Look through the data below for the string "context", and copy every line where it turns up.

Segment Start: Material provided

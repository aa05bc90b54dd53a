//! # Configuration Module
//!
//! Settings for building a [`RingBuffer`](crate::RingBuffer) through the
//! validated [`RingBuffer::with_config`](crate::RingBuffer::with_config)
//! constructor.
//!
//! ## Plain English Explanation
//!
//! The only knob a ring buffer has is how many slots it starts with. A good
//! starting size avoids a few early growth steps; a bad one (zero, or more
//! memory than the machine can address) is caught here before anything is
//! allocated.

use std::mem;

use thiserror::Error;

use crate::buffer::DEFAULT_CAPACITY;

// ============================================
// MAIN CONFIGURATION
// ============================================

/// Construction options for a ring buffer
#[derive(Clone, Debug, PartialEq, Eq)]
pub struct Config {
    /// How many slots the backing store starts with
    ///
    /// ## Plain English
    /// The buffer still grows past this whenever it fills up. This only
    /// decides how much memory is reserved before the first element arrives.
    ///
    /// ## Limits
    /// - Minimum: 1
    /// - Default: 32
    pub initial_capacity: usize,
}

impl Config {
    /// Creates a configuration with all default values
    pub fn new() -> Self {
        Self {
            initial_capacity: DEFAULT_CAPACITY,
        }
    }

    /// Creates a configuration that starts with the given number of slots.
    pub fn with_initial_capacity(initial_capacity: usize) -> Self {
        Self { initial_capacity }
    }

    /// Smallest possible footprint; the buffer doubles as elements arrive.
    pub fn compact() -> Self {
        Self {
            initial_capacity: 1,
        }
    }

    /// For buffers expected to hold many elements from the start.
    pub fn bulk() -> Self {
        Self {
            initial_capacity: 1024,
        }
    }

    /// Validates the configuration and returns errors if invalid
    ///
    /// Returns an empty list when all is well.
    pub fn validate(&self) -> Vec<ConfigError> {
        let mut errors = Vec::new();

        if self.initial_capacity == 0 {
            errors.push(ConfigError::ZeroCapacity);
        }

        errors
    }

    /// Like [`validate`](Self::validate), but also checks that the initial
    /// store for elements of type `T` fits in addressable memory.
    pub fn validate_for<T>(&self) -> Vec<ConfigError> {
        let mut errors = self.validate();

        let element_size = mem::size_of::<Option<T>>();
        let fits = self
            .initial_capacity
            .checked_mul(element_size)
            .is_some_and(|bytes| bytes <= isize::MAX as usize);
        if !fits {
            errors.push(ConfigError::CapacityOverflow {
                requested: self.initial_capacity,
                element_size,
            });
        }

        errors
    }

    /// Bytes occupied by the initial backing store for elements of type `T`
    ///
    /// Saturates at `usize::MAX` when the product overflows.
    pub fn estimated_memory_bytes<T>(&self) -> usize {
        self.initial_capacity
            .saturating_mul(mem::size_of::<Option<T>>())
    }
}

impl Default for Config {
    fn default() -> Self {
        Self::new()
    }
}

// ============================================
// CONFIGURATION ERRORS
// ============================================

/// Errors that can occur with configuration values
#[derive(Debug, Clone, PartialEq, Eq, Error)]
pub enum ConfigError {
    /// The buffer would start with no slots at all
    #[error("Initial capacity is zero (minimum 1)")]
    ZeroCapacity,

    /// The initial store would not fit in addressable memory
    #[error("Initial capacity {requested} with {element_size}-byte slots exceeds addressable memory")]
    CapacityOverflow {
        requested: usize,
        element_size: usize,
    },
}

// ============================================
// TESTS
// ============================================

Segment End: Material provided
Segment Start: Material provided

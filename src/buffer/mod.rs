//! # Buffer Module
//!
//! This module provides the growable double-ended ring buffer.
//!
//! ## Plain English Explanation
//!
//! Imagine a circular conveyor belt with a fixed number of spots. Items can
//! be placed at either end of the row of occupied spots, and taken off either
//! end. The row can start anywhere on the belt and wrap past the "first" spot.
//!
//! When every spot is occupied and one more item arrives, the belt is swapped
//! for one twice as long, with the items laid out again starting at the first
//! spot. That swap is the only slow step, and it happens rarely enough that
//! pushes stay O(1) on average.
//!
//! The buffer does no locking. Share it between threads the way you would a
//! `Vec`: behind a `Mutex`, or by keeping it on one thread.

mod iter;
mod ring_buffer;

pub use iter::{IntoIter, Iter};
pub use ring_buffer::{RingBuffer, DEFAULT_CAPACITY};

Segment End: Material provided
Segment Start: Material provided

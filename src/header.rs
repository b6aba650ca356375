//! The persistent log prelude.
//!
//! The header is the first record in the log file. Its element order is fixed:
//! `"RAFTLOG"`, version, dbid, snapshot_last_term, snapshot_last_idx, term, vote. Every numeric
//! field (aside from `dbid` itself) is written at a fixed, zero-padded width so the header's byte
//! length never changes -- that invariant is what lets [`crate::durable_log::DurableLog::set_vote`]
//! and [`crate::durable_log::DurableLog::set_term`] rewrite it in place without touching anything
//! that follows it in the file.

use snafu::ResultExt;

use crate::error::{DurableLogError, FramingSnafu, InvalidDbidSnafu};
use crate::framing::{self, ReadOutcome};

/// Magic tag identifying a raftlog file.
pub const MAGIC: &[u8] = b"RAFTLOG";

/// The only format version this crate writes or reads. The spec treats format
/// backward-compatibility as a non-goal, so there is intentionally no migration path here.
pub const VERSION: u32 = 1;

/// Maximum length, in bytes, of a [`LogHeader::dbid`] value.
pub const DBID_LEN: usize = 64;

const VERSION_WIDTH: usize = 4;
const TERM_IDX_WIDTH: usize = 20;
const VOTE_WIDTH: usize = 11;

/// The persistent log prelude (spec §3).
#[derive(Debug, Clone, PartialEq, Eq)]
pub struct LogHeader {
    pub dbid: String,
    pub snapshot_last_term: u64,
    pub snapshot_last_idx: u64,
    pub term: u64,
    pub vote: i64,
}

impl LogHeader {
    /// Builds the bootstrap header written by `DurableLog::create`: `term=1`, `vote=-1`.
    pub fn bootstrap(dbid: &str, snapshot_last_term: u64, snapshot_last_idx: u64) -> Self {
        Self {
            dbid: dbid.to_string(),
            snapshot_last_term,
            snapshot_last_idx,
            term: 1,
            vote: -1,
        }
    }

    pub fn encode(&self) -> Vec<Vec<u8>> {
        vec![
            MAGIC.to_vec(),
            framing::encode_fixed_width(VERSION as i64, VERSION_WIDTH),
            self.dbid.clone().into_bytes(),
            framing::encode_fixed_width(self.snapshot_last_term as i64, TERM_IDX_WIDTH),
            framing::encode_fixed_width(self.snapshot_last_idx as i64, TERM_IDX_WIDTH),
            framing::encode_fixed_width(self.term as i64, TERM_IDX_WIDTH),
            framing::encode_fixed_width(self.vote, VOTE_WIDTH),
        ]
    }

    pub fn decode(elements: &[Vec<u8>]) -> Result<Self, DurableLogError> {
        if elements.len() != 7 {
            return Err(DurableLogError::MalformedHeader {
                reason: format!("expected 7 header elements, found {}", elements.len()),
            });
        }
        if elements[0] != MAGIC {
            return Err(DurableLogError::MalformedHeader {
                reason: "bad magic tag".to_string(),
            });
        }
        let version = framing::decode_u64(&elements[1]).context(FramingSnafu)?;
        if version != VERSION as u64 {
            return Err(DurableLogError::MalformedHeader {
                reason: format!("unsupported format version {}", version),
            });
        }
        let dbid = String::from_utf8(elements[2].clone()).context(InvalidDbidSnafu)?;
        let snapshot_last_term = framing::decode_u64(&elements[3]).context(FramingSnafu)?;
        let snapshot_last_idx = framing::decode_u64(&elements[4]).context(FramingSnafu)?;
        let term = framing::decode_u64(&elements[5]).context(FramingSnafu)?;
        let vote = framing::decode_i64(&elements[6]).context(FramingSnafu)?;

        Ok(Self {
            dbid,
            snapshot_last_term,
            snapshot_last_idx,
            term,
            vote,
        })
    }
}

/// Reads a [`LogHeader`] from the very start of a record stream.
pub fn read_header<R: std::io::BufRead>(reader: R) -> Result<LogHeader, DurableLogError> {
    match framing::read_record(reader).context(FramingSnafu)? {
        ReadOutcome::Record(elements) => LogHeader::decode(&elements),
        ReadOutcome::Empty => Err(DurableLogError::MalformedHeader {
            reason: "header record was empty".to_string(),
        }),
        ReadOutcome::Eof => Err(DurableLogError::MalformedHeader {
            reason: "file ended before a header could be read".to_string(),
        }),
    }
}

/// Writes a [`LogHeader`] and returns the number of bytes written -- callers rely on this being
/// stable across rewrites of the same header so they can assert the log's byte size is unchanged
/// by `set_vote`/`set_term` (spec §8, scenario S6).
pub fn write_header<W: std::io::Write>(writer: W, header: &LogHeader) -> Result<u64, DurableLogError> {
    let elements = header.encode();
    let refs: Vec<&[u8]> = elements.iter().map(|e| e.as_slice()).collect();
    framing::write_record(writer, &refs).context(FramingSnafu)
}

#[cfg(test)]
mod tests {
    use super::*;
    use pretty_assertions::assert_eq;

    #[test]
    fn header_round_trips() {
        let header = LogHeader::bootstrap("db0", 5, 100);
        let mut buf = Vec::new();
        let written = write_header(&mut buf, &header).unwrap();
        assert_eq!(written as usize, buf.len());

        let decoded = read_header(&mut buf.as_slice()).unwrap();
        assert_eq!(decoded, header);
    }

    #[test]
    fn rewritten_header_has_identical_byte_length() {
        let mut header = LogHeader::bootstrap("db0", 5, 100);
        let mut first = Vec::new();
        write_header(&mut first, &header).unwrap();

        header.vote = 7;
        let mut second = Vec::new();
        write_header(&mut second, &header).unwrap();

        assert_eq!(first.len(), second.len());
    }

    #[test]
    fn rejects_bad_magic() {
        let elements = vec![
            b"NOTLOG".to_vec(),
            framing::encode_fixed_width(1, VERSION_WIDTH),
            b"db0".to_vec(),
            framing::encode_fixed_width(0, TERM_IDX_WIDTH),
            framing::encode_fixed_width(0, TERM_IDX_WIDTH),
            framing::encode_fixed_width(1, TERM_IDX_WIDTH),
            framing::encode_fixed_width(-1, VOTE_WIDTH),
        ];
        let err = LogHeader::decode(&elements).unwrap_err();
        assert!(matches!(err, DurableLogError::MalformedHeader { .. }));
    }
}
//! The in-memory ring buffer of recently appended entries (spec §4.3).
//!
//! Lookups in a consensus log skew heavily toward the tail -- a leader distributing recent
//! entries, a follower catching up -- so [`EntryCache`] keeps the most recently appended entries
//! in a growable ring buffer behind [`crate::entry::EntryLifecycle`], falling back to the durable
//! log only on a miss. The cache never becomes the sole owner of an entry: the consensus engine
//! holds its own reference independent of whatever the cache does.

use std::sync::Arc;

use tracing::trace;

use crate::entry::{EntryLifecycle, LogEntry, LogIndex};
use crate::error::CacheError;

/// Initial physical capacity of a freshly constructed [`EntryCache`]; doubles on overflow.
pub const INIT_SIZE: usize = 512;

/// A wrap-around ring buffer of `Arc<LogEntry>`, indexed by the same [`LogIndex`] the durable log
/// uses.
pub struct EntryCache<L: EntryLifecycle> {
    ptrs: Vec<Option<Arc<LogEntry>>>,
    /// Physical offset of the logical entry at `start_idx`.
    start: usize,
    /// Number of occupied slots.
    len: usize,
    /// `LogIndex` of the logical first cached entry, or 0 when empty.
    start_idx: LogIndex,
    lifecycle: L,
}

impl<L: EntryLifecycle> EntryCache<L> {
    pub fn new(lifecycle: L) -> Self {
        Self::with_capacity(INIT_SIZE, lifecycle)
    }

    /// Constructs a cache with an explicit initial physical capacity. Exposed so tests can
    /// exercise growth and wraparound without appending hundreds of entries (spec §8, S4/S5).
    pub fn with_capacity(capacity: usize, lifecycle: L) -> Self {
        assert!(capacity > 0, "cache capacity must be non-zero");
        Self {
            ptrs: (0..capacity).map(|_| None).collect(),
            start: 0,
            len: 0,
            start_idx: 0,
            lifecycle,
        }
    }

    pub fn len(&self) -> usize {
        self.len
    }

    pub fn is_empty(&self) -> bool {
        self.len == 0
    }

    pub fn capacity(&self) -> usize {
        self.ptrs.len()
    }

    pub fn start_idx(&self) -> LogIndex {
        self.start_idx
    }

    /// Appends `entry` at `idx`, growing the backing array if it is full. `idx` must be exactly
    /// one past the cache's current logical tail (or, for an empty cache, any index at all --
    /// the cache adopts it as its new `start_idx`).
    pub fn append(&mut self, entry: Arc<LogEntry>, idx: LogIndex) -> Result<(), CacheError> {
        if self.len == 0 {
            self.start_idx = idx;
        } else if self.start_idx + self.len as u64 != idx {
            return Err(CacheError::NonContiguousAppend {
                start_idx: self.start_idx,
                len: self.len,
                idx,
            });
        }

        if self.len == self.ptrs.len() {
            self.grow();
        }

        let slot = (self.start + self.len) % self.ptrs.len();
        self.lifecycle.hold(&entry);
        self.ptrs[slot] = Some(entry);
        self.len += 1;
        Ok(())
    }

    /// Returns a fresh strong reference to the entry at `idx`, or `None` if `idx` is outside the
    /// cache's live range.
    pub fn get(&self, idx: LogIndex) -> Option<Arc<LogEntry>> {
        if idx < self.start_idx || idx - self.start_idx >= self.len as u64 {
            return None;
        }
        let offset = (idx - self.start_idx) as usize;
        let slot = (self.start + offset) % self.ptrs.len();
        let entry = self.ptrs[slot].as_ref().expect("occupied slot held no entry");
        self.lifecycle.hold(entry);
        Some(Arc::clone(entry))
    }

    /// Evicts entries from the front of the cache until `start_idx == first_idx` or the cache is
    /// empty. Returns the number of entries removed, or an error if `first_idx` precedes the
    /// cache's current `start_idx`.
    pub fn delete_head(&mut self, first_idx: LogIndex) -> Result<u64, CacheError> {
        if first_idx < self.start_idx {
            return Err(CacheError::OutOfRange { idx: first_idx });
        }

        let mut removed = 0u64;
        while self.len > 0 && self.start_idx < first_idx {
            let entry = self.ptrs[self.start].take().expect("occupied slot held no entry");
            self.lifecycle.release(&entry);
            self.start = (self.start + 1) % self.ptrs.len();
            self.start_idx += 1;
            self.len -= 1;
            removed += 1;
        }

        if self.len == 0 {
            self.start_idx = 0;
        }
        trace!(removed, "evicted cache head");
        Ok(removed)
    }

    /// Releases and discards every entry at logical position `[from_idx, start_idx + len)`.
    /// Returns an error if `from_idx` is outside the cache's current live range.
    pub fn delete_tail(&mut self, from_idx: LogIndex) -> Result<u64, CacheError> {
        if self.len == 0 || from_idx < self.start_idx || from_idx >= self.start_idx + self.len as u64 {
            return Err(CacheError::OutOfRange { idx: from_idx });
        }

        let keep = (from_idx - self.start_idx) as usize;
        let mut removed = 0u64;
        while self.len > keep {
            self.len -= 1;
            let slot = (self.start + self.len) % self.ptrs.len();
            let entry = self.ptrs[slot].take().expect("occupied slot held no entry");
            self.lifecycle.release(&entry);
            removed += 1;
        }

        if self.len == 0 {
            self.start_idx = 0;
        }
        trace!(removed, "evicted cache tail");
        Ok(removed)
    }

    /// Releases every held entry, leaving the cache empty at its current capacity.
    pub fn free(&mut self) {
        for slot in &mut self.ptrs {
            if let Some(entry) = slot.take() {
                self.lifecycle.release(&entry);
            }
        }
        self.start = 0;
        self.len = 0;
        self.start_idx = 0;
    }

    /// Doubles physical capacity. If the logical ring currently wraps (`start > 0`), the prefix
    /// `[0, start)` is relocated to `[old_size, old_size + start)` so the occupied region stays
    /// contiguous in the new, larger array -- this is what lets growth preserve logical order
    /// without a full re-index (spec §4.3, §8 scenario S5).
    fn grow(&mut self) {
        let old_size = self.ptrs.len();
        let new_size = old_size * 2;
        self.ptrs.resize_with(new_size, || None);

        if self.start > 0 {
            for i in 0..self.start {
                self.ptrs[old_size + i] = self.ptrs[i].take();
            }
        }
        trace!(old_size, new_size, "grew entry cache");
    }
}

Segment End: Material provided

Reply:
        let version = framing::decode_u64(&elements[1]).context(FramingSnafu)?;
        let dbid = String::from_utf8(elements[2].clone()).context(InvalidDbidSnafu)?;
        let snapshot_last_term = framing::decode_u64(&elements[3]).context(FramingSnafu)?;
        let snapshot_last_idx = framing::decode_u64(&elements[4]).context(FramingSnafu)?;
        let term = framing::decode_u64(&elements[5]).context(FramingSnafu)?;
        let vote = framing::decode_i64(&elements[6]).context(FramingSnafu)?;
    match framing::read_record(reader).context(FramingSnafu)? {
    framing::write_record(writer, &refs).context(FramingSnafu)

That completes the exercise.